The world is on an unsustainable pathway that threatens the environment, future prosperity and security, a capacity audience attending the 2014 Fenner Conference on the Environment at UNSW has been told.

Keynote speaker, Dr Brian Czech, President of the Centre for the Advancement of the Steady State Economy in Washington, called for the current goal of economic growth to be replaced with that of a steady state economy.

“There is a limit to economic growth on a finite planet,” he said.

Continued growth, where more and more natural resources are consumed and more and more waste is produced, would lead to greater biodiversity loss, air and water pollution and climate disruption.

Yet a healthy environment was vital for a prosperous economy and social cohesion.

Dr Czech said the policies for moving to a sustainable, steady state economy were simple to identify: “You start out by stopping all the current buttons and levers that you’re setting now for a GDP growth and you ratchet those back in a gradualistic fashion towards a steady state.”

The sooner this happened, the better. But he admitted, the chances of concerted action in the near future were “nil”.

“For most of us that are in the steady state economy movement it is a lifetime project. But we expect that as the years and decades go by it is going to become very obvious to just about anybody that pulling out all the stops for growth is causing more and bigger problems, so we have got to stop doing that.”
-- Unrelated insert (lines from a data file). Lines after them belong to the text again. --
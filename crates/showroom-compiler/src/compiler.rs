//! The synchronous compiler backend
//!
//! `source → parse → semantic → transform (TS strip, classic JSX, target
//! lowering) → codegen → import rewrite`. A compile never panics on user
//! input and never returns a Rust error: failures are [`CompileResult::Error`].

use std::path::Path;
use std::sync::Arc;

use bon::Builder;
use oxc_allocator::Allocator;
use oxc_codegen::Codegen;
use oxc_parser::Parser;
use oxc_semantic::SemanticBuilder;
use oxc_transformer::{JsxOptions, JsxRuntime, TransformOptions, Transformer};
use tracing::{debug, trace};

use crate::diagnostic;
use crate::error::{Result, ShowroomError};
use crate::language::SupportedLanguage;
use crate::packages::PackageMap;
use crate::result::{
    CompileFailure, CompileResult, CompileSuccess, FeatureDescriptor, MessageId,
    PRECOMPILED_MESSAGE_ID,
};
use crate::rewrite::{self, RewriteOptions};

/// Function the preview frame exposes for rendering a snippet's final expression.
pub const RENDER_CALLEE: &str = "render";

/// Function the preview frame exposes for mounting raw markup.
pub const RENDER_HTML_CALLEE: &str = "renderHtml";

#[derive(Debug, Clone, Builder)]
pub struct CompilerOptions {
    /// ECMAScript level the output is lowered to.
    #[builder(default = "es2018".to_string(), into)]
    pub target: String,

    #[builder(default = "React.createElement".to_string(), into)]
    pub jsx_factory: String,

    #[builder(default = "React.Fragment".to_string(), into)]
    pub jsx_fragment: String,
}

impl Default for CompilerOptions {
    fn default() -> Self {
        Self::builder().build()
    }
}

/// Compiles snippets against one immutable PackageMap.
///
/// Holds no per-call state; one instance can serve any number of compiles.
#[derive(Debug)]
pub struct Compiler {
    packages: Arc<PackageMap>,
    transform: TransformOptions,
}

impl Compiler {
    pub fn new(packages: Arc<PackageMap>, options: CompilerOptions) -> Result<Self> {
        let mut transform = TransformOptions::from_target(&options.target).map_err(|reason| {
            ShowroomError::InvalidTarget {
                target: options.target.clone(),
                reason,
            }
        })?;
        transform.jsx = JsxOptions {
            runtime: JsxRuntime::Classic,
            pragma: Some(options.jsx_factory.clone()),
            pragma_frag: Some(options.jsx_fragment.clone()),
            ..JsxOptions::default()
        };
        // Unused value imports still load their package.
        transform.typescript.only_remove_type_imports = true;

        debug!(
            target = %options.target,
            packages = packages.len(),
            "compiler initialized"
        );

        Ok(Self {
            packages,
            transform,
        })
    }

    /// Compile one snippet for a caller.
    pub fn compile(&self, source: &str, lang: SupportedLanguage, message_id: MessageId) -> CompileResult {
        match self.transpile(source, lang) {
            Ok(code) => {
                let render_callee = (lang.is_script() && !lang.is_non_visual())
                    .then(|| RENDER_CALLEE.to_string());
                let output = rewrite::rewrite(
                    &code,
                    &self.packages,
                    &RewriteOptions { render_callee },
                );
                let features = detect_features(&output.import_names);
                trace!(message_id, %lang, bytes = output.code.len(), "compiled snippet");
                CompileResult::Success(CompileSuccess {
                    code: output.code,
                    message_id,
                    import_names: output.import_names,
                    imported_packages: output.imported_packages,
                    lang,
                    features,
                    initial_code_hash: None,
                    unresolved_packages: output.unresolved,
                })
            }
            Err(raw) => {
                debug!(message_id, %lang, "snippet failed to compile");
                CompileResult::Error(diagnostic::normalize(&raw, message_id))
            }
        }
    }

    /// Build-time variant: success carries the code hash, failure is returned
    /// for the caller to abort on.
    pub fn precompile(
        &self,
        source: &str,
        lang: SupportedLanguage,
    ) -> std::result::Result<CompileSuccess, CompileFailure> {
        match self.compile(source, lang, PRECOMPILED_MESSAGE_ID) {
            CompileResult::Success(mut success) => {
                success.initial_code_hash = Some(code_hash(source));
                Ok(success)
            }
            CompileResult::Error(failure) => Err(failure),
        }
    }

    /// Transpile to plain JavaScript, returning raw transform-failure text on error.
    fn transpile(&self, source: &str, lang: SupportedLanguage) -> std::result::Result<String, String> {
        if !lang.is_script() {
            let markup = serde_json::to_string(source).map_err(|e| e.to_string())?;
            return Ok(format!("{}({});\n", RENDER_HTML_CALLEE, markup));
        }

        let allocator = Allocator::default();
        let parsed = Parser::new(&allocator, source, lang.source_type()).parse();
        if !parsed.errors.is_empty() {
            return Err(diagnostic::render_failure(source, &parsed.errors));
        }
        let mut program = parsed.program;

        let semantic = SemanticBuilder::new()
            .with_check_syntax_error(true)
            .build(&program);
        if !semantic.errors.is_empty() {
            return Err(diagnostic::render_failure(source, &semantic.errors));
        }
        let scoping = semantic.semantic.into_scoping();

        let transformed = Transformer::new(
            &allocator,
            Path::new(lang.virtual_filename()),
            &self.transform,
        )
        .build_with_scoping(scoping, &mut program);
        if !transformed.errors.is_empty() {
            return Err(diagnostic::render_failure(source, &transformed.errors));
        }

        Ok(Codegen::new().build(&program).code)
    }
}

/// Short stable hash identifying a snippet's original source.
pub fn code_hash(source: &str) -> String {
    blake3::hash(source.as_bytes()).to_hex()[..12].to_string()
}

fn detect_features(import_names: &[String]) -> Vec<FeatureDescriptor> {
    let imports = |name: &str| import_names.iter().any(|n| n == name);
    let mut features = Vec::new();
    if imports("usePropsEditor") {
        features.push(FeatureDescriptor::PropsEditor {
            has_render_editor: imports("PropsEditor"),
        });
    }
    if imports("useUnionProps") {
        features.push(FeatureDescriptor::UnionProps);
    }
    features
}

#[cfg(test)]
mod tests {
    use super::*;
    use crate::packages::ImportConfig;

    fn compiler() -> Compiler {
        let packages = PackageMap::from_imports(
            &[
                ImportConfig::Package("acme-ui".into()),
                ImportConfig::Package("react".into()),
            ],
            Path::new("/"),
        )
        .unwrap();
        Compiler::new(Arc::new(packages), CompilerOptions::default()).unwrap()
    }

    fn success(result: CompileResult) -> CompileSuccess {
        match result {
            CompileResult::Success(success) => success,
            CompileResult::Error(failure) => panic!("expected success, got {:?}", failure),
        }
    }

    fn failure(result: CompileResult) -> CompileFailure {
        match result {
            CompileResult::Error(failure) => failure,
            CompileResult::Success(success) => panic!("expected error, got {:?}", success),
        }
    }

    #[test]
    fn jsx_uses_the_configured_factory() {
        let out = success(compiler().compile("const x = <div>hi</div>", SupportedLanguage::Jsx, 1));
        assert!(out.code.contains("React.createElement("), "{}", out.code);
        assert!(out.imported_packages.is_empty());
        assert_eq!(out.message_id, 1);
        assert_eq!(out.lang, SupportedLanguage::Jsx);
    }

    #[test]
    fn registered_imports_are_rewritten() {
        let out = success(compiler().compile(
            "import { Button } from 'acme-ui';\n<Button />",
            SupportedLanguage::Tsx,
            2,
        ));
        assert!(out.code.contains("_acmeUi"), "{}", out.code);
        assert!(!out.code.contains("'acme-ui'"));
        assert!(!out.code.contains("\"acme-ui\""));
        assert_eq!(out.imported_packages, vec!["acme-ui"]);
        assert_eq!(out.import_names, vec!["Button"]);
        assert!(out.code.contains("render("), "{}", out.code);
    }

    #[test]
    fn typescript_annotations_are_stripped() {
        let out = success(compiler().compile(
            "const n: number = 1;\nconsole.log(n as number);\n",
            SupportedLanguage::Ts,
            3,
        ));
        assert!(!out.code.contains(": number"));
        assert!(!out.code.contains("render("), "non-visual snippets are not rendered");
    }

    #[test]
    fn unterminated_string_reports_its_line() {
        let out = failure(compiler().compile(
            "const a = 1;\nconst s = \"abc;\n",
            SupportedLanguage::Js,
            4,
        ));
        assert_eq!(out.line(), Some(2));
        assert!(!out.error.contains("<stdin>"));
        assert_eq!(out.message_id, 4);
    }

    #[test]
    fn unclosed_brace_reports_its_line() {
        let out = failure(compiler().compile(
            "const a = 1;\nfunction f() {",
            SupportedLanguage::Tsx,
            5,
        ));
        assert_eq!(out.line(), Some(2));
    }

    #[test]
    fn html_is_passed_through() {
        let out = success(compiler().compile("<p>Hello</p>", SupportedLanguage::Html, 6));
        assert_eq!(out.code, "renderHtml(\"<p>Hello</p>\");\n");
    }

    #[test]
    fn features_follow_imports() {
        let out = success(compiler().compile(
            "import { usePropsEditor, PropsEditor, useUnionProps } from 'acme-ui';\n",
            SupportedLanguage::Tsx,
            7,
        ));
        assert_eq!(
            out.features,
            vec![
                FeatureDescriptor::PropsEditor {
                    has_render_editor: true
                },
                FeatureDescriptor::UnionProps
            ]
        );
    }

    #[test]
    fn precompile_hashes_the_source() {
        let out = compiler()
            .precompile("<div />", SupportedLanguage::Jsx)
            .unwrap();
        assert_eq!(out.message_id, PRECOMPILED_MESSAGE_ID);
        assert_eq!(out.initial_code_hash.as_deref(), Some(code_hash("<div />").as_str()));
        assert_eq!(code_hash("<div />").len(), 12);

        assert!(compiler().precompile("<div", SupportedLanguage::Jsx).is_err());
    }

    #[test]
    fn rejects_unknown_target() {
        let options = CompilerOptions::builder().target("es1999").build();
        assert!(matches!(
            Compiler::new(Arc::new(PackageMap::new()), options),
            Err(ShowroomError::InvalidTarget { .. })
        ));
    }
}
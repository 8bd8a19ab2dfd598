//! Formatting helpers for durations and build summaries.

use console::Term;
use owo_colors::OwoColorize;
use std::path::PathBuf;
use std::time::Duration;

/// Format a duration as `ms`, seconds or `Xm Ys`.
///
/// ```
/// use std::time::Duration;
/// use showroom_cli::ui::format_duration;
///
/// assert_eq!(format_duration(Duration::from_millis(50)), "50ms");
/// assert_eq!(format_duration(Duration::from_millis(1500)), "1.50s");
/// assert_eq!(format_duration(Duration::from_secs(90)), "1m 30s");
/// ```
pub fn format_duration(duration: Duration) -> String {
    let total_ms = duration.as_millis();

    if total_ms < 1000 {
        format!("{}ms", total_ms)
    } else if total_ms < 60_000 {
        format!("{:.2}s", duration.as_secs_f64())
    } else {
        let secs = duration.as_secs();
        format!("{}m {}s", secs / 60, secs % 60)
    }
}

/// Print the per-document code block counts of a build.
pub fn print_build_summary(entries: &[(PathBuf, usize)], elapsed: Duration) {
    if super::messages::is_quiet() {
        return;
    }
    let width = (Term::stderr().size().1 as usize).min(80);

    eprintln!("\n{}", "Code Blocks".bold().underline());
    eprintln!("{}", "─".repeat(width));

    for (path, blocks) in entries {
        eprintln!(
            "  {} {} {}",
            "▸".blue(),
            path.display().bright_white().bold(),
            format!("({} blocks)", blocks).dimmed()
        );
    }

    eprintln!("{}", "─".repeat(width));

    let total: usize = entries.iter().map(|(_, blocks)| blocks).sum();
    eprintln!(
        "  {} {} blocks in {}",
        "Total:".bold(),
        total.green(),
        format_duration(elapsed).green()
    );
}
The triggers for action could be more wars based on competition for resources, or a sustained period of “uneconomic growth”, where the costs of growth far outweigh the benefits, leading to “serious crises”, he said.

The United Nations has classified five types of uneconomic growth:

  1. Jobless growth, where economic growth does not expand opportunities for employment;
  2. Ruthless growth, where the rich mostly benefit;
  3. Voiceless growth, where there is no accompanying extension of democracy or empowerment;
  4. Rootless growth, where economic growth squashes people’s cultural identity;
  5. Futureless growth, where the present generation squanders resources needed by future generations.

Other speakers included businessman Dick Smith, who said people buy too many goods they don't need, and former poltician, Dr Carmen Lawrence, of the University of Wesrtern Australia, who said degradation of the environment leads to a degradation of human health.

The audience to the Fenner Conference was welcomed by Professor Graciela Metternicht, Director of the Institute of Environmental Studies at UNSW and the proceedings were opened by ABC science journalist and broadcaster Robyn Williams.